Posted on 08/30/2010 7:13:52 PM PDT by SunkenCiv

Foreign religions grew rapidly in the 1st-century A.D. Roman Empire, including worship of Jesus Christ, the Egyptian goddess Isis, and an eastern sun god, Mithras. Of the religions that expanded rapidly in the 1st-century Roman Empire, worship of Mithras was particularly popular among Roman soldiers, who spread his cult during their far-flung travels... Mithras's temples, called Mithraea, are the best archaeological evidence of the god's worship, and most of them featured a characteristic depiction of Mithras slaying a bull, a scene called the tauroctony... In the later Roman Empire, Mithras blended in with another sun god, Sol Invictus, the "unconquered sun." Both gods appeared in the Spanish provinces around the same time... Some 1st-century votive offerings in Rome even conflate the two gods into one deity, "Sol Invictus Mithras."

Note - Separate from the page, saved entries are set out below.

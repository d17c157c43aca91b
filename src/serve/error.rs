// src/serve/error.rs

use crate::advisor::{AdvisorError, AskError};
use axum::{
    http::StatusCode,
    response::{IntoResponse, Response},
    Json,
};
use serde_json::json;
use thiserror::Error;
use tracing::error;

/// User-facing error taxonomy. Parse-level anomalies never reach this type —
/// they are swallowed inside the parser/loader; only contract violations cross
/// the API boundary.
#[derive(Debug, Error)]
pub enum ApiError {
    /// The requested district/file yielded no matching records.
    #[error("{0}")]
    NotFound(String),
    /// Missing or unusable configuration, e.g. the completion credential.
    #[error("{0}")]
    Config(String),
    /// The completion service answered with a non-success status.
    #[error("completion service returned {status}: {body}")]
    Upstream { status: u16, body: String },
    /// The completion service could not be reached at all.
    #[error("{0}")]
    Unreachable(String),
    /// The completion service did not answer in time.
    #[error("{0}")]
    Timeout(String),
    #[error(transparent)]
    Internal(#[from] anyhow::Error),
}

impl IntoResponse for ApiError {
    fn into_response(self) -> Response {
        let (status, body) = match &self {
            ApiError::NotFound(message) => (
                StatusCode::NOT_FOUND,
                json!({ "message": message }),
            ),
            ApiError::Config(message) => (
                StatusCode::BAD_REQUEST,
                json!({ "error": message }),
            ),
            ApiError::Upstream { .. } => (
                StatusCode::BAD_GATEWAY,
                json!({ "error": self.to_string() }),
            ),
            ApiError::Unreachable(message) => (
                StatusCode::BAD_GATEWAY,
                json!({ "error": message }),
            ),
            ApiError::Timeout(message) => (
                StatusCode::GATEWAY_TIMEOUT,
                json!({ "error": message }),
            ),
            ApiError::Internal(e) => {
                error!(error = %e, "internal error");
                (
                    StatusCode::INTERNAL_SERVER_ERROR,
                    json!({ "error": e.to_string() }),
                )
            }
        };
        (status, Json(body)).into_response()
    }
}

impl From<AdvisorError> for ApiError {
    fn from(e: AdvisorError) -> Self {
        match e {
            AdvisorError::MissingCredential => ApiError::Config(e.to_string()),
            AdvisorError::Timeout(_) => ApiError::Timeout(e.to_string()),
            AdvisorError::Upstream { status, body } => ApiError::Upstream { status, body },
            AdvisorError::Transport(_) => ApiError::Unreachable(e.to_string()),
        }
    }
}

impl From<AskError> for ApiError {
    fn from(e: AskError) -> Self {
        match e {
            AskError::Advisor(inner) => inner.into(),
            AskError::Internal(inner) => ApiError::Internal(inner),
        }
    }
}
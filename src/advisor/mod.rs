// src/advisor/mod.rs
//
// The advisory endpoint grounds an LLM answer in the statistical corpus. The
// corpus is re-read from disk per request, capped per folder, then reduced to
// a category-diverse sample that fits the prompt budget. Whatever was sent to
// the model is echoed back in `dataStats` so callers can audit the grounding.

pub mod client;

use crate::config::AppConfig;
use crate::sample::{self, CategoryCount, FolderSummary};
use crate::table::StatRecord;
use serde::Serialize;
use thiserror::Error;
use tracing::{info, instrument};

pub use client::{AdvisorError, CompletionClient, PLACEHOLDER_REPLY};

/// Reply used when the corpus yields nothing at all. Distinct from a
/// zero-value answer: there was no data to reason over.
pub const NO_DATA_REPLY: &str = "No statistical data is available to ground an answer.";

#[derive(Debug, Error)]
pub enum AskError {
    #[error(transparent)]
    Advisor(#[from] AdvisorError),
    #[error(transparent)]
    Internal(#[from] anyhow::Error),
}

/// Diagnostics returned alongside every grounded answer.
#[derive(Debug, Serialize)]
#[serde(rename_all = "camelCase")]
pub struct DataStats {
    pub total_records: usize,
    pub used_records: usize,
    pub reading_summary: Vec<FolderSummary>,
    pub categories_used: Vec<CategoryCount>,
    pub actual_data_sample: Vec<StatRecord>,
}

pub enum AskOutcome {
    /// The corpus was empty; no request was sent to the completion service.
    NoData,
    Answered { reply: String, stats: DataStats },
}

/// One record, one line. This is the literal rendering injected into the
/// system prompt.
pub fn render_context(records: &[StatRecord]) -> String {
    records
        .iter()
        .map(|r| {
            format!(
                "category: {}, subCategory: {}, year: {}, district: {}, value: {}",
                r.category, r.sub_category, r.year, r.district, r.value
            )
        })
        .collect::<Vec<_>>()
        .join("\n")
}

/// The system instruction: who the assistant is, which categories exist, and
/// the sampled data it may cite.
pub fn render_system_prompt(
    stats: &[CategoryCount],
    context: &str,
    prompt_categories: usize,
) -> String {
    let categories = stats
        .iter()
        .take(prompt_categories)
        .map(|c| c.category.as_str())
        .collect::<Vec<_>>()
        .join(", ");

    format!(
        "You are an investment advisor. Analyze the following district-level \
         statistics for the province and answer with concrete investment advice.\n\n\
         Data categories: {categories}\n\n\
         Data details:\n{context}\n\n\
         Ground every answer in this data."
    )
}

/// Run the full advisory flow for one user message.
#[instrument(level = "info", skip_all)]
pub async fn ask(
    cfg: &AppConfig,
    client: &CompletionClient,
    message: &str,
) -> Result<AskOutcome, AskError> {
    if !client.has_credential() {
        return Err(AdvisorError::MissingCredential.into());
    }

    let sentinel = cfg.province_wide();
    let (records, reading_summary) = sample::scan_folders(
        &cfg.data_dir,
        &cfg.advisor.folders,
        &sentinel,
        &cfg.sampling,
    )?;

    if records.is_empty() {
        info!("advisory corpus empty, skipping completion call");
        return Ok(AskOutcome::NoData);
    }

    let stats = sample::category_stats(&records);
    let sampled = sample::build_sample(
        &records,
        &stats,
        cfg.sampling.top_categories,
        cfg.sampling.per_category,
    );

    let context = render_context(&sampled);
    let system = render_system_prompt(&stats, &context, cfg.sampling.prompt_categories);

    info!(
        total = records.len(),
        sampled = sampled.len(),
        categories = stats.len(),
        "submitting advisory completion"
    );
    let reply = client.complete(&system, message).await?;

    let stats = DataStats {
        total_records: records.len(),
        used_records: sampled.len(),
        reading_summary,
        categories_used: stats
            .into_iter()
            .take(cfg.sampling.stats_display)
            .collect(),
        actual_data_sample: sampled
            .into_iter()
            .take(cfg.sampling.sample_display)
            .collect(),
    };

    Ok(AskOutcome::Answered { reply, stats })
}

/// Debug breakdown: the uncapped per-category view of everything the advisory
/// folders contain. No completion call.
#[derive(Debug, Serialize)]
#[serde(rename_all = "camelCase")]
pub struct CategoryBreakdown {
    pub category: String,
    pub count: usize,
    pub sub_categories: usize,
    pub source_files: Vec<String>,
}

#[derive(Debug, Serialize)]
#[serde(rename_all = "camelCase")]
pub struct DebugReport {
    pub total_records: usize,
    pub total_categories: usize,
    pub category_breakdown: Vec<CategoryBreakdown>,
}

pub fn debug_report(cfg: &AppConfig) -> anyhow::Result<DebugReport> {
    let sentinel = cfg.province_wide();
    let mut records = Vec::new();
    for folder in &cfg.advisor.folders {
        let folder_path = cfg.data_dir.join(folder);
        if !folder_path.is_dir() {
            continue;
        }
        records.extend(crate::corpus::read_dir_tree(&folder_path, &sentinel)?);
    }

    let stats = sample::category_stats(&records);
    let breakdown: Vec<CategoryBreakdown> = stats
        .into_iter()
        .map(|stat| {
            let mut sub_categories = Vec::new();
            let mut source_files = Vec::new();
            for r in records.iter().filter(|r| r.category == stat.category) {
                if !sub_categories.contains(&r.sub_category) {
                    sub_categories.push(r.sub_category.clone());
                }
                if let Some(src) = &r.source_file {
                    if !source_files.contains(src) {
                        source_files.push(src.clone());
                    }
                }
            }
            CategoryBreakdown {
                category: stat.category,
                count: stat.count,
                sub_categories: sub_categories.len(),
                source_files,
            }
        })
        .collect();

    Ok(DebugReport {
        total_records: records.len(),
        total_categories: breakdown.len(),
        category_breakdown: breakdown,
    })
}

#[cfg(test)]
mod tests {
    use super::*;

    fn record(category: &str, district: &str, value: f64) -> StatRecord {
        StatRecord {
            category: category.to_string(),
            sub_category: "Sub".to_string(),
            year: "2020".to_string(),
            district: district.to_string(),
            value,
            source_file: None,
        }
    }

    #[test]
    fn context_renders_one_line_per_record() {
        let records = vec![record("Bees", "Akyurt", 134.0), record("Cattle", "Çankaya", 2.5)];
        let context = render_context(&records);
        let lines: Vec<&str> = context.lines().collect();
        assert_eq!(lines.len(), 2);
        assert_eq!(
            lines[0],
            "category: Bees, subCategory: Sub, year: 2020, district: Akyurt, value: 134"
        );
        assert_eq!(
            lines[1],
            "category: Cattle, subCategory: Sub, year: 2020, district: Çankaya, value: 2.5"
        );
    }

    #[test]
    fn system_prompt_embeds_capped_category_list() {
        let stats = vec![
            CategoryCount { category: "A".into(), count: 3 },
            CategoryCount { category: "B".into(), count: 2 },
            CategoryCount { category: "C".into(), count: 1 },
        ];
        let prompt = render_system_prompt(&stats, "ctx", 2);
        assert!(prompt.contains("Data categories: A, B\n"));
        assert!(!prompt.contains(", C"));
        assert!(prompt.contains("Data details:\nctx"));
    }
}
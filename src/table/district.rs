// src/table/district.rs

use once_cell::sync::Lazy;
use regex::Regex;

/// District names arrive in several shapes depending on which upstream export a
/// file came from: `Ankara(Akyurt)`, `Ankara - Akyurt`, or the bare name.
static PARENTHESIZED: Lazy<Regex> =
    Lazy::new(|| Regex::new(r"\(([^)]+)\)").expect("valid district pattern"));

/// Extract a bare district name. Fallback order: parenthetical extraction, then
/// dash split (text after the first dash), then the raw trimmed input.
pub fn normalize_district(raw: &str) -> String {
    let trimmed = raw.trim();

    if let Some(caps) = PARENTHESIZED.captures(trimmed) {
        let inner = caps[1].trim();
        if !inner.is_empty() {
            return inner.to_string();
        }
    }

    if let Some((_, after)) = trimmed.split_once('-') {
        let after = after.trim();
        if !after.is_empty() {
            return after.to_string();
        }
    }

    trimmed.to_string()
}

/// Resolve a positional header column to a district label. A blank column means
/// the row aggregates the whole province rather than a named sub-region.
pub fn resolve_header(header: &str, province_wide: &str) -> String {
    let trimmed = header.trim();
    if trimmed.is_empty() {
        province_wide.to_string()
    } else {
        trimmed.to_string()
    }
}

/// Case-insensitive district comparison. District names are Turkish, so this goes
/// through full Unicode lowercasing rather than the ASCII shortcut.
pub fn district_eq(a: &str, b: &str) -> bool {
    a.trim().to_lowercase() == b.trim().to_lowercase()
}

#[cfg(test)]
mod tests {
    use super::*;

    #[test]
    fn parenthetical_wins() {
        assert_eq!(normalize_district("Ankara(Akyurt)"), "Akyurt");
        assert_eq!(normalize_district("  Ankara( Çankaya )  "), "Çankaya");
    }

    #[test]
    fn dash_split_is_second() {
        assert_eq!(normalize_district("Ankara - Akyurt"), "Akyurt");
        assert_eq!(normalize_district("Ankara-Polatlı"), "Polatlı");
    }

    #[test]
    fn raw_trim_is_last() {
        assert_eq!(normalize_district("  Akyurt "), "Akyurt");
        assert_eq!(normalize_district("Ankara()"), "Ankara()");
    }

    #[test]
    fn blank_header_maps_to_sentinel() {
        assert_eq!(resolve_header("  ", "Ankara (Genel)"), "Ankara (Genel)");
        assert_eq!(resolve_header(" Akyurt ", "Ankara (Genel)"), "Akyurt");
    }

    #[test]
    fn comparison_ignores_case() {
        assert!(district_eq("AKYURT", "akyurt"));
        assert!(district_eq(" Akyurt", "AKYURT "));
        assert!(!district_eq("Akyurt", "Çankaya"));
    }
}
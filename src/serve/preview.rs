// src/serve/preview.rs
//
// Smoke-test endpoints: the first handful of records from a couple of known
// tables, handy for checking a deployment without pulling a full dataset.

use super::{error::ApiError, tables, AppState};
use crate::table::StatRecord;
use axum::{extract::State, routing::get, Json, Router};

const PREVIEW_LIMIT: usize = 10;

pub fn routes() -> Router<AppState> {
    Router::new()
        .route("/livestock", get(livestock))
        .route("/beekeeping", get(beekeeping))
}

fn truncate(Json(records): Json<Vec<StatRecord>>) -> Json<Vec<StatRecord>> {
    Json(records.into_iter().take(PREVIEW_LIMIT).collect())
}

async fn livestock(State(state): State<AppState>) -> Result<Json<Vec<StatRecord>>, ApiError> {
    tables::read(&state, "TarımHayvancilik/CanliHayvanSayisi.csv").map(truncate)
}

async fn beekeeping(State(state): State<AppState>) -> Result<Json<Vec<StatRecord>>, ApiError> {
    tables::read(&state, "TarımHayvancilik/AricilikIsletmeSayisi.csv").map(truncate)
}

...The first mentions of "Mitra" come from India and Iran. The Rig Veda is a collection of sacred Sanskrit texts composed as early as 1200 B.C. Its Hymn 66 invokes "Mitra," a protector of the law and a god of light. In Iran, Mithras continued in the same vein: the modern Farsi word for "sun" is "mehr," also the root of "Mithras." The Greek historiographer Strabo (63 B.C.-A.D. 23) corroborates this report in Book XV of his Geography, noting that the Iranians "worship the sun also, whom they call Mithras." In Hymn 10 of the Yasht, an Iranian collection of praise poems to gods dating from after 250 B.C., Ahura Mazda, the god of light, commends Mithras. He tells his disciple, Zoroaster, that Mithras respects justice and brings "down terror upon the bodies of the men who lie...to [him]." ...Roman Mithras was a distant relative, not a direct descendant, of Indo-Iranian gods.

(Excerpt) Read more at archaeology.org ...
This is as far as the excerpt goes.